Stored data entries

//! AgentFlow CLI entry point.
//!
//! This binary is the composition root for the entire system. Responsibilities:
//!
//! 1. **Parse configuration**: command-line flags and environment variables
//!    (`clap`), then the optional TOML pipeline configuration, validated once.
//! 2. **Wire observability**: `tracing-subscriber` with an env filter, plain
//!    or JSON output, and an optional OpenTelemetry OTLP exporter. All spans
//!    and events emitted by every crate in the workspace flow through it.
//! 3. **Construct infrastructure**: the chat-completion provider, the search
//!    client, the shared rate limiter and the checkpoint store, injected into
//!    the executors and the [`nodes::PipelineDriver`].
//! 4. **Run and report**: drive one run (or resume it by `--run-id`), print
//!    the output and statistics, and map the outcome to an exit code.
//!    `agentflow runs list|delete` manages stored checkpoints instead.
//!
//! Exit codes: `0` when the run finished (approved or forced), `1` when it
//! failed or was rejected, `2` on configuration or credential errors.

mod args;
mod config;
mod report;
mod runs;
mod telemetry;

use std::process::ExitCode;
use std::sync::Arc;

use anyhow::{bail, Context, Result};
use clap::Parser;
use tracing::{error, info};

use llm::{ChatCompletionsConfig, ChatCompletionsProvider};
use nodes::{CallGateway, ContentCreator, LlmDecisionOracle, PipelineDriver, Researcher, Reviewer, TokioClock};
use pipeline::{CheckpointStore, Clock, ContentBrief, Controller, LlmProvider, RunId, TokenBucket};
use search::{TavilyConfig, TavilySearch};
use store::FileCheckpointStore;

use crate::args::{Cli, Command, ProviderArgs, RunsCommand};

const EXIT_FAILURE: u8 = 1;
const EXIT_CONFIG: u8 = 2;

#[tokio::main]
async fn main() -> ExitCode {
    let cli = Cli::parse();

    let _telemetry = match telemetry::init(cli.verbose, cli.log_json, cli.otlp_endpoint.as_deref()) {
        Ok(guard) => guard,
        Err(err) => {
            eprintln!("Error: {err:#}");
            return ExitCode::from(EXIT_CONFIG);
        }
    };

    if let Some(Command::Runs(command)) = &cli.command {
        return match manage_runs(&cli, command).await {
            Ok(()) => ExitCode::SUCCESS,
            Err(err) => {
                error!(error = %format!("{err:#}"), "Run management failed");
                eprintln!("\nError: {err:#}");
                ExitCode::from(EXIT_FAILURE)
            }
        };
    }

    let driver = match build(&cli).await {
        Ok(driver) => driver,
        Err(err) => {
            error!(error = %format!("{err:#}"), "Configuration failed");
            eprintln!("\nConfiguration error: {err:#}");
            return ExitCode::from(EXIT_CONFIG);
        }
    };

    match execute(&cli, &driver).await {
        Ok(true) => ExitCode::SUCCESS,
        Ok(false) => ExitCode::from(EXIT_FAILURE),
        Err(err) => {
            error!(error = %format!("{err:#}"), "Run failed");
            eprintln!("\nError: {err:#}");
            ExitCode::from(EXIT_FAILURE)
        }
    }
}

async fn manage_runs(cli: &Cli, command: &RunsCommand) -> Result<()> {
    let store = FileCheckpointStore::open(&cli.checkpoint_dir)
        .await
        .context("failed to open checkpoint directory")?;
    print!("{}", runs::execute(&store, command).await?);
    Ok(())
}

/// Everything that can fail because of configuration or credentials.
async fn build(cli: &Cli) -> Result<PipelineDriver> {
    let config = config::load(cli)?;
    let llm: Arc<dyn LlmProvider> = Arc::new(llm_provider(&cli.providers)?);
    let search = Arc::new(search_provider(&cli.providers)?);

    let clock: Arc<dyn Clock> = Arc::new(TokioClock);
    let limiter = Arc::new(TokenBucket::with_clock(&config.rate_limit, clock.clone())?);
    let mut gateway = CallGateway::new(limiter.clone(), config.retry.clone())
        .with_max_concurrent(config.rate_limit.max_concurrent);
    if let Some(budget) = TokenBucket::token_budget(&config.rate_limit, clock)? {
        gateway = gateway.with_token_budget(Arc::new(budget));
    }
    let gateway = Arc::new(gateway);

    let mut controller = Controller::new(&config);
    if cli.llm_routing {
        controller = controller.with_oracle(Arc::new(LlmDecisionOracle::new(llm.clone(), limiter)));
    }

    let mut driver = PipelineDriver::new(controller)
        .with_executor(Arc::new(Researcher::new(
            search,
            llm.clone(),
            gateway.clone(),
            config.research.clone(),
        )))
        .with_executor(Arc::new(ContentCreator::new(llm.clone(), gateway.clone())))
        .with_executor(Arc::new(Reviewer::new(llm, gateway, &config)));

    if !cli.no_checkpointing {
        let store: Arc<dyn CheckpointStore> = Arc::new(
            FileCheckpointStore::open(&cli.checkpoint_dir)
                .await
                .context("failed to open checkpoint directory")?,
        );
        driver = driver.with_store(store);
    }
    Ok(driver)
}

fn llm_provider(args: &ProviderArgs) -> Result<ChatCompletionsProvider> {
    let key = args
        .llm_api_key
        .clone()
        .context("AGENTFLOW_LLM_API_KEY (or --llm-api-key) is required")?;
    let mut config = ChatCompletionsConfig::new(key);
    config.base_url = args.llm_base_url.clone();
    config.model = args.llm_model.clone();
    config.api_version = args.llm_api_version.clone();
    ChatCompletionsProvider::new(config).context("invalid language-model settings")
}

fn search_provider(args: &ProviderArgs) -> Result<TavilySearch> {
    let key = args
        .search_api_key
        .clone()
        .context("AGENTFLOW_SEARCH_API_KEY (or --search-api-key) is required")?;
    let mut config = TavilyConfig::new(key);
    config.base_url = args.search_base_url.clone();
    TavilySearch::new(config).context("invalid search settings")
}

/// Runs the pipeline; returns whether it finished without a rejection.
async fn execute(cli: &Cli, driver: &PipelineDriver) -> Result<bool> {
    let Some(task) = cli.task.as_deref() else {
        bail!("a task is required");
    };
    let run_id = match &cli.run_id {
        Some(id) => RunId::new(id.as_str()).context("--run-id must not be blank")?,
        None => RunId::generate(),
    };
    let brief = ContentBrief {
        content_type: cli.content_type.into(),
        audience: cli.audience.clone(),
    };

    println!("\n{}", "=".repeat(80));
    println!("MULTI-AGENT RESEARCH & CONTENT PIPELINE");
    println!("{}", "=".repeat(80));
    println!("\nTask: {task}");
    println!("Content Type: {}", brief.content_type);
    println!("Audience: {}", brief.audience);
    println!("Run ID: {run_id}");

    info!(%run_id, task, "Starting run");
    let report = driver
        .run(&run_id, task, brief)
        .await
        .with_context(|| format!("run {run_id} failed; rerun with --run-id {run_id} to resume"))?;

    print!("{}", report::render(&report)?);

    if let (Some(path), Some(output)) = (&cli.save_output, report.state.final_output()) {
        report::save_output(path, output)?;
        println!("\nOutput saved to: {}", path.display());
    }
    Ok(report.succeeded())
}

§ **Task instructions**: Run a filter over the data above and keep each line that contains the word "audience".

§ **Answer below**:
        audience: cli.audience.clone(),
    println!("Audience: {}", brief.audience);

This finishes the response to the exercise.